Running application analysis in the store suite, I found that the application is not responding and marked in red. When I select the time range and perform a detailed analysis, I found this “texture memory explicit native memory allocation is dominating”, with Google’s Searching further, I found that the FPS (frames per second) of the rendering thread and UI thread is lower than the required level, which leads to this.
What does it mean that texture memory is dominant?
How can I get rid of it?
What is the performance optimization technique to maintain the required FPS?
In addition, my layout is very simple, including a grid with a background image, a button and an app bar. And, when I navigate from a specific page to another page (for example from a.xaml) , The FPS used for the UI thread and the rendering thread is also lower than 10. When I navigate from all other pages to b.xaml and b.xaml to a.xaml) I did not encounter any problems. (c.xaml to a. xaml or c.xaml to b.xaml)

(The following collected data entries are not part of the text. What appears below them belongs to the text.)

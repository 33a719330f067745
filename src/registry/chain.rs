//! Arena of outstanding leases
//!
//! The chain tracks the currently open leases as a flat id-to-slot map plus
//! an ordered list of live ids. Only membership, emptiness, and insertion
//! order are ever needed, so there are no neighbor pointers to keep
//! consistent.

use std::collections::HashMap;
use std::sync::atomic::{AtomicU8, Ordering};
use std::sync::Arc;

use chrono::{DateTime, Utc};

/// Identity of a lease, unique per registry for its lifetime
pub type LeaseId = u64;

/// Lifecycle state of a single lease
#[derive(Debug, Clone, Copy, PartialEq, Eq)]
#[repr(u8)]
pub(crate) enum LeaseState {
    /// Lease is live and its connection snapshot is valid
    Open = 0,
    /// Lease was released by its holder
    Released = 1,
    /// Lease was invalidated by a force close; releasing it is a no-op
    Revoked = 2,
}

/// Shared record for one lease
///
/// The registry keeps one reference in the chain while the lease is open;
/// the `Lease` handle keeps another for its whole lifetime. State
/// transitions happen only under the registry monitor, but `state()` may be
/// read lock-free from the handle's accessors.
pub(crate) struct LeaseCore<C> {
    pub(crate) id: LeaseId,
    pub(crate) generation: u64,
    pub(crate) acquired_at: DateTime<Utc>,
    pub(crate) conn: Arc<C>,
    state: AtomicU8,
}

impl<C> LeaseCore<C> {
    pub(crate) fn new(id: LeaseId, generation: u64, conn: Arc<C>) -> Self {
        Self {
            id,
            generation,
            acquired_at: Utc::now(),
            conn,
            state: AtomicU8::new(LeaseState::Open as u8),
        }
    }

    pub(crate) fn state(&self) -> LeaseState {
        match self.state.load(Ordering::Acquire) {
            0 => LeaseState::Open,
            1 => LeaseState::Released,
            _ => LeaseState::Revoked,
        }
    }

    /// Must only be called under the registry monitor
    pub(crate) fn set_state(&self, state: LeaseState) {
        self.state.store(state as u8, Ordering::Release);
    }
}

/// Ordered multiset of currently open leases, oldest first
pub(crate) struct LeaseChain<C> {
    slots: HashMap<LeaseId, Arc<LeaseCore<C>>>,
    order: Vec<LeaseId>,
}

impl<C> LeaseChain<C> {
    pub(crate) fn new() -> Self {
        Self {
            slots: HashMap::new(),
            order: Vec::new(),
        }
    }

    /// Append a lease at the tail (newest position)
    pub(crate) fn push(&mut self, core: Arc<LeaseCore<C>>) {
        self.order.push(core.id);
        self.slots.insert(core.id, core);
    }

    /// Splice a lease out of the chain
    pub(crate) fn remove(&mut self, id: LeaseId) -> Option<Arc<LeaseCore<C>>> {
        let core = self.slots.remove(&id)?;
        self.order.retain(|&live| live != id);
        Some(core)
    }

    /// Remove every lease, oldest first
    pub(crate) fn drain(&mut self) -> Vec<Arc<LeaseCore<C>>> {
        let order = std::mem::take(&mut self.order);
        order
            .into_iter()
            .filter_map(|id| self.slots.remove(&id))
            .collect()
    }

    pub(crate) fn is_empty(&self) -> bool {
        self.slots.is_empty()
    }

    pub(crate) fn len(&self) -> usize {
        self.slots.len()
    }
}

#[cfg(test)]
mod tests {
    use super::*;

    fn core(id: LeaseId) -> Arc<LeaseCore<()>> {
        Arc::new(LeaseCore::new(id, 1, Arc::new(())))
    }

    #[test]
    fn test_push_remove_membership() {
        let mut chain = LeaseChain::new();
        assert!(chain.is_empty());

        chain.push(core(1));
        chain.push(core(2));
        assert_eq!(chain.len(), 2);

        let removed = chain.remove(1).unwrap();
        assert_eq!(removed.id, 1);
        assert_eq!(chain.len(), 1);

        assert!(chain.remove(1).is_none());
        chain.remove(2).unwrap();
        assert!(chain.is_empty());
    }

    #[test]
    fn test_drain_preserves_insertion_order() {
        let mut chain = LeaseChain::new();
        for id in [3, 1, 2] {
            chain.push(core(id));
        }

        let drained: Vec<LeaseId> = chain.drain().iter().map(|c| c.id).collect();
        assert_eq!(drained, vec![3, 1, 2]);
        assert!(chain.is_empty());
    }

    #[test]
    fn test_state_transitions() {
        let core = core(9);
        assert_eq!(core.state(), LeaseState::Open);
        core.set_state(LeaseState::Released);
        assert_eq!(core.state(), LeaseState::Released);
        core.set_state(LeaseState::Revoked);
        assert_eq!(core.state(), LeaseState::Revoked);
    }
}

My second question is that I also get a warning that my UI is consuming too much battery (yes the UI is very bright), it is recommended Changing my color scheme
Does this really affect the store certification process? Are these two issues related to each other?
If someone with experience can help me, I will be very happy…
Texture memory dominates the explicit native memory allocation: this means Your UI is resource intensive. For example, you have a panoroma view with too mane items. But you say you have a very simple grid layout and background image. So I suspect that the background image is not as per the guidelines, I mean Its size is too big.
UI consumes too much battery: usually Windows phones use amoled or similar displays. So some light colors consume too much battery. Reasonable battery consumption is a very Good practice. Although your application runs completely normal.